Biography
Founder, Head of the Sound Therapy Department

Mario Blažević
Petar Hess® sound therapist
Mr. Blažević’s journey to sound therapy began in his early years. From a young age, he asked interesting questions about his own existence, its meaning, and the principles of reality that surrounded him. He felt that our existence on this planet was not merely existential in nature but part of a whole that has coherent direction and purpose, despite what he saw in the behavior of others around him and the environment itself.
Founded ZEN SOUND, London in December 2013
Head of the Sound Therapy Department at Sankalpa Center since 2016.
He started his life with a severe speech disorder—stuttering. After a decade of dealing with this disorder and various therapies, he was recommended yoga breathing exercises, not knowing where this practice would lead him. At the young age of thirteen, he was introduced to the system of Yoga in Daily Life by Paramhansa Swami Maheshwarananda, beginning his lifelong journey of self-listening and introspection.
While finishing technical high school, he showed an exceptional affinity for computer programming. Moreover, he was fascinated by the object paradigm, patterns of object programming, and information exchange. Inevitably, as was his nature, he began to intuitively feel the correlation between the object paradigm and the functioning of the psyche. In short, he began to sense that our mind, consciousness, and subconscious were very similar to the programs he was programming. To satisfy this need for understanding, he directed his free time towards improving his psychoanalytic skills through Neuro-Linguistic Programming and Transactional Analysis, inspired by the work of Gustav Carl Jung, continuing his life as a computer designer and manager.



Although seemingly successful and lucrative, the job of a manager and computer designer was not without its consequences, which stress and lack of recovery and rest cumulatively bring. In his late twenties, he experienced a breakdown.
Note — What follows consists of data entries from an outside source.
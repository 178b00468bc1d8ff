//! Grant and revoke of role ↔ permission links.
//!
//! Both operations are guarded on each side: the role must resolve, each
//! permission must resolve, and the link's current state decides whether
//! any work happens at all. Whether a role holds a permission is the
//! store's capability query, not re-derived here.

use plugin_installer_core::{
    AuthStore, InstallError, LinkFilter, LinkTable, Result, RolePermission, split_names,
};
use tracing::debug;

use crate::Installer;

impl<S: AuthStore> Installer<S> {
    /// Grants each permission in a comma-separated list to a role.
    ///
    /// Permissions the role already holds are skipped. Stops at the first
    /// failure; grants made earlier in the list stay in place.
    ///
    /// # Errors
    ///
    /// - [`InstallError::RoleNotFound`] if the role does not resolve
    /// - [`InstallError::PermissionNotFound`] for the first permission name
    ///   that does not resolve
    /// - [`InstallError::GrantFailed`] if the backend rejects a link insert
    ///
    /// # Examples
    ///
    /// ```
    /// # use plugin_installer::Installer;
    /// # use plugin_installer_sqlite::SqliteStore;
    /// # let conn = rusqlite::Connection::open_in_memory().unwrap();
    /// # let store = SqliteStore::new(conn, "wolf_").unwrap();
    /// # store.setup().unwrap();
    /// # let installer = Installer::new(store);
    /// installer.create_roles("editor").unwrap();
    /// installer.create_permissions("edit, delete").unwrap();
    /// installer.assign_permissions("editor", "edit, delete").unwrap();
    /// installer.revoke_permissions("editor", "edit").unwrap();
    /// ```
    pub fn assign_permissions(&self, role: &str, permissions: &str) -> Result<()> {
        let role = role.trim();
        let Some(r) = self.store.find_role(role)? else {
            return Err(InstallError::RoleNotFound(role.to_string()));
        };

        for name in split_names(permissions) {
            if self.store.role_has_permission(&r, name)? {
                continue;
            }
            let Some(p) = self.store.find_permission(name)? else {
                return Err(InstallError::PermissionNotFound(name.to_string()));
            };
            debug!(role, permission = name, "Granting permission");
            let grant = RolePermission {
                role_id: r.id,
                permission_id: p.id,
            };
            if !self.store.insert_grant(grant)? {
                return Err(InstallError::GrantFailed {
                    role: role.to_string(),
                    permission: name.to_string(),
                });
            }
        }
        Ok(())
    }

    /// Revokes each permission in a comma-separated list from a role.
    ///
    /// Permissions the role does not hold are skipped, so revoking is
    /// idempotent. Each deleted link is verified gone by a zero count.
    ///
    /// # Errors
    ///
    /// - [`InstallError::RoleNotFound`] if the role does not resolve
    /// - [`InstallError::PermissionNotFound`] if a held permission no
    ///   longer resolves by name (inconsistent data)
    /// - [`InstallError::RevokeVerificationFailed`] if the link row
    ///   survives its delete
    pub fn revoke_permissions(&self, role: &str, permissions: &str) -> Result<()> {
        let role = role.trim();
        let Some(r) = self.store.find_role(role)? else {
            return Err(InstallError::RoleNotFound(role.to_string()));
        };

        for name in split_names(permissions) {
            if !self.store.role_has_permission(&r, name)? {
                continue;
            }
            let Some(p) = self.store.find_permission(name)? else {
                return Err(InstallError::PermissionNotFound(name.to_string()));
            };
            debug!(role, permission = name, "Revoking permission");

            let link = LinkFilter::Grant {
                role_id: r.id,
                permission_id: p.id,
            };
            self.store.delete_links(LinkTable::RolePermission, link)?;
            if self.store.count_links(LinkTable::RolePermission, link)? > 0 {
                return Err(InstallError::RevokeVerificationFailed {
                    role: role.to_string(),
                    permission: name.to_string(),
                });
            }
        }
        Ok(())
    }
}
On a beautiful summer Saturday afternoon, seemingly unprovoked, he fell to his knees and was left breathless, with the sensation on his left side fading. At that moment, his faithful friend Alibija, a Labrador and Retriever mix, came under him and lifted him. She helped him reach the cordless phone on the bed and call for emergency assistance. At that moment, he finally began to understand all those texts that spoke about listening to one’s body, taking time for oneself, being in the moment and present, and, most importantly, realizing what his life mission was not.
After a brief recovery from the panic attack, he decided to end one part of his life by quitting his job and turning towards himself and a more detailed exploration of psychodynamics and psychoanalysis. On this journey, he encountered sound therapy, which, when he first experienced it through a sound bath, fulfilled his need for further improvement in psychotherapeutic disciplines and turned towards studying sound and its impact on the human body and mind. On the recommendation of a good colleague, he became acquainted with the Peter Hess method and further improved in sound therapy.
Simultaneously, his life journey took him to London, England, where, as a certified sound therapist, he began working in the alternative department at the renowned St. John’s Hospice, specializing in the recovery of patients after chemotherapy and stroke recovery. He also opened his private practice, ZEN SOUND, in December 2013, which introduced him to a new spectrum of clients and improved his multiculturalism. While studying the impact of sound on our brain and exchanging experiences with local neuropsychiatrists and neurologists, the area that intrigued him the most was neurology and brain plasticity. He was particularly thrilled when he hypothesized that neural connections could be more easily reprogrammed with external sound stimulation, and his ultimate excitement came when he methodically confirmed that the specific frequency spectrum of Peter Hess therapeutic sound bowls had an impact on the brain’s frequency spectrum. With his knowledge of the object paradigm, he uncovered a new model of programming human behavior, which is not predefined or conditioned but self-aligns and self-corrects, demonstrating the beautiful characteristics of sound intelligence that the bowls exhibited in working with patients recovering from strokes.
In his further work as a sound therapist, he developed unique models of group and individual work, and his life journey changed its course. After five years of working in England, he gradually began to relocate his base to his native region, where he was closer to his faithful friend Alibija.
He integrates his experience as a computer designer and manager into his further work, where he teaches his students about an inspirational and creative model of living through workshops, and in individual work, he focuses on body and breathing awareness, which he calls primary living strategies, inspired primarily by personal experience, insights, and practice.
Mr. Blažević’s credo is “Be the change you want to see” – M. Gandhi, and it is now more than ever his moral compass and guiding thread. He lives his life calling boldly and devotedly, inspired by every client and patient who passes through his practice, as this realization rests on the belief from his early childhood that we are all connected, good returns good, and we are part of a functional whole where only when an individual begins to perceive themselves as part of that larger environment do meaning and purpose begin to take on new dimensions, and our being rewards us with joy and peace in return.